> **What to produce**
Please write out the data below once more, exactly as it stands.

[[ Records for this task, beginning ]]

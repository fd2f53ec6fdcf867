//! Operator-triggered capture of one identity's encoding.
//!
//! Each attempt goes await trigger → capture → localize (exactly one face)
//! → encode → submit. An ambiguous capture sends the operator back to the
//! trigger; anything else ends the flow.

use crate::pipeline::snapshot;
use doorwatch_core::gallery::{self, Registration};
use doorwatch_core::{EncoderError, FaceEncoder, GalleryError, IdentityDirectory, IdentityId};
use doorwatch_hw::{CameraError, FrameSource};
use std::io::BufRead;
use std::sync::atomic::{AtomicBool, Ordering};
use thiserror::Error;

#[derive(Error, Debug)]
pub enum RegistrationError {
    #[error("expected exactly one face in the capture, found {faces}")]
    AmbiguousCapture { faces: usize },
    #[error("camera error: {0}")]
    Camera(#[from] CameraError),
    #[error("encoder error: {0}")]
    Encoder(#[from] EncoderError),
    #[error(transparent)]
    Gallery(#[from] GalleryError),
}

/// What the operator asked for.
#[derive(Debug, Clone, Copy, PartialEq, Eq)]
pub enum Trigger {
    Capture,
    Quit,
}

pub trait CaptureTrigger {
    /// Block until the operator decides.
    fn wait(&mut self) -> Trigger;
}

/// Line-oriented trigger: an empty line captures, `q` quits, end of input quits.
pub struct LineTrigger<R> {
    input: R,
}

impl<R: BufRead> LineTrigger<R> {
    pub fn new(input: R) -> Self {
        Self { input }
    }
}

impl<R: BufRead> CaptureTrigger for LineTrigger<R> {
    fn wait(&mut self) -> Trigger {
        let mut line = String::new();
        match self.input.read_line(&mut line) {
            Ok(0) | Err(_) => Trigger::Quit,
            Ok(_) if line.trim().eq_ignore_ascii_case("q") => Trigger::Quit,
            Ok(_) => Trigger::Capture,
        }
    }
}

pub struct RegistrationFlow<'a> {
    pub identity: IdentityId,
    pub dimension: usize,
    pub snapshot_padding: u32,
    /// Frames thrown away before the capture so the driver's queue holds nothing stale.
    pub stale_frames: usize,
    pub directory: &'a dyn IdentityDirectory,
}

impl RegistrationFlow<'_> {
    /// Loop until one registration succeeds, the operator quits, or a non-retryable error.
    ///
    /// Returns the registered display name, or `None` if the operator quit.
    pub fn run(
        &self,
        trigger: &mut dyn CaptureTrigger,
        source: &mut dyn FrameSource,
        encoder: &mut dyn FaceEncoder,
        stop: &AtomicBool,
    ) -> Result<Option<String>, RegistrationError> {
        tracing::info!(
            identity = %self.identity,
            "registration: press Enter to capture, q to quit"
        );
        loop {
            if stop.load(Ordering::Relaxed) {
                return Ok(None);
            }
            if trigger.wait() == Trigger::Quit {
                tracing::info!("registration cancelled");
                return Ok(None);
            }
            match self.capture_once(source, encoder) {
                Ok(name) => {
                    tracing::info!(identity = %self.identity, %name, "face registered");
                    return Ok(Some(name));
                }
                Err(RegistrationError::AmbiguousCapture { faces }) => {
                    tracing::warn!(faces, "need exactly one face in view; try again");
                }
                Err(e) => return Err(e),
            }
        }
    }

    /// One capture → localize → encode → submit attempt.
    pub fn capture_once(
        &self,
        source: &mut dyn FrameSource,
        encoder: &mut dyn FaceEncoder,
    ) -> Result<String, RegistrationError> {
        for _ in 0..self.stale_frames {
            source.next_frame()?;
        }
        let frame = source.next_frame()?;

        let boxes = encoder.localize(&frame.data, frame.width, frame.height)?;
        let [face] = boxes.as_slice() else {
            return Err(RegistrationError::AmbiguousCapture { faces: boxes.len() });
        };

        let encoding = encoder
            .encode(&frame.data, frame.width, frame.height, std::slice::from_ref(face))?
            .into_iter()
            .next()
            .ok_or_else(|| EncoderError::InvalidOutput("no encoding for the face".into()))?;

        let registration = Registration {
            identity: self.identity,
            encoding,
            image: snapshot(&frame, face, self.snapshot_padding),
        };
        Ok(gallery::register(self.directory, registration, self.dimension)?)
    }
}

[[ Records for this task, end ]]

> **Task output**
repository fd2f53ec6fdcf867
//! Operator-triggered capture of one identity's encoding.
//!
//! Each attempt goes await trigger → capture → localize (exactly one face)
//! → encode → submit. An ambiguous capture sends the operator back to the
//! trigger; anything else ends the flow.

use crate::pipeline::snapshot;
use doorwatch_core::gallery::{self, Registration};
use doorwatch_core::{EncoderError, FaceEncoder, GalleryError, IdentityDirectory, IdentityId};
use doorwatch_hw::{CameraError, FrameSource};
use std::io::BufRead;
use std::sync::atomic::{AtomicBool, Ordering};
use thiserror::Error;

#[derive(Error, Debug)]
pub enum RegistrationError {
    #[error("expected exactly one face in the capture, found {faces}")]
    AmbiguousCapture { faces: usize },
    #[error("camera error: {0}")]
    Camera(#[from] CameraError),
    #[error("encoder error: {0}")]
    Encoder(#[from] EncoderError),
    #[error(transparent)]
    Gallery(#[from] GalleryError),
}

/// What the operator asked for.
#[derive(Debug, Clone, Copy, PartialEq, Eq)]
pub enum Trigger {
    Capture,
    Quit,
}

pub trait CaptureTrigger {
    /// Block until the operator decides.
    fn wait(&mut self) -> Trigger;
}

/// Line-oriented trigger: an empty line captures, `q` quits, end of input quits.
pub struct LineTrigger<R> {
    input: R,
}

impl<R: BufRead> LineTrigger<R> {
    pub fn new(input: R) -> Self {
        Self { input }
    }
}

impl<R: BufRead> CaptureTrigger for LineTrigger<R> {
    fn wait(&mut self) -> Trigger {
        let mut line = String::new();
        match self.input.read_line(&mut line) {
            Ok(0) | Err(_) => Trigger::Quit,
            Ok(_) if line.trim().eq_ignore_ascii_case("q") => Trigger::Quit,
            Ok(_) => Trigger::Capture,
        }
    }
}

pub struct RegistrationFlow<'a> {
    pub identity: IdentityId,
    pub dimension: usize,
    pub snapshot_padding: u32,
    /// Frames thrown away before the capture so the driver's queue holds nothing stale.
    pub stale_frames: usize,
    pub directory: &'a dyn IdentityDirectory,
}

impl RegistrationFlow<'_> {
    /// Loop until one registration succeeds, the operator quits, or a non-retryable error.
    ///
    /// Returns the registered display name, or `None` if the operator quit.
    pub fn run(
        &self,
        trigger: &mut dyn CaptureTrigger,
        source: &mut dyn FrameSource,
        encoder: &mut dyn FaceEncoder,
        stop: &AtomicBool,
    ) -> Result<Option<String>, RegistrationError> {
        tracing::info!(
            identity = %self.identity,
            "registration: press Enter to capture, q to quit"
        );
        loop {
            if stop.load(Ordering::Relaxed) {
                return Ok(None);
            }
            if trigger.wait() == Trigger::Quit {
                tracing::info!("registration cancelled");
                return Ok(None);
            }
            match self.capture_once(source, encoder) {
                Ok(name) => {
                    tracing::info!(identity = %self.identity, %name, "face registered");
                    return Ok(Some(name));
                }
                Err(RegistrationError::AmbiguousCapture { faces }) => {
                    tracing::warn!(faces, "need exactly one face in view; try again");
                }
                Err(e) => return Err(e),
            }
        }
    }

    /// One capture → localize → encode → submit attempt.
    pub fn capture_once(
        &self,
        source: &mut dyn FrameSource,
        encoder: &mut dyn FaceEncoder,
    ) -> Result<String, RegistrationError> {
        for _ in 0..self.stale_frames {
            source.next_frame()?;
        }
        let frame = source.next_frame()?;

        let boxes = encoder.localize(&frame.data, frame.width, frame.height)?;
        let [face] = boxes.as_slice() else {
            return Err(RegistrationError::AmbiguousCapture { faces: boxes.len() });
        };

        let encoding = encoder
            .encode(&frame.data, frame.width, frame.height, std::slice::from_ref(face))?
            .into_iter()
            .next()
            .ok_or_else(|| EncoderError::InvalidOutput("no encoding for the face".into()))?;

        let registration = Registration {
            identity: self.identity,
            encoding,
            image: snapshot(&frame, face, self.snapshot_padding),
        };
        Ok(gallery::register(self.directory, registration, self.dimension)?)
    }
}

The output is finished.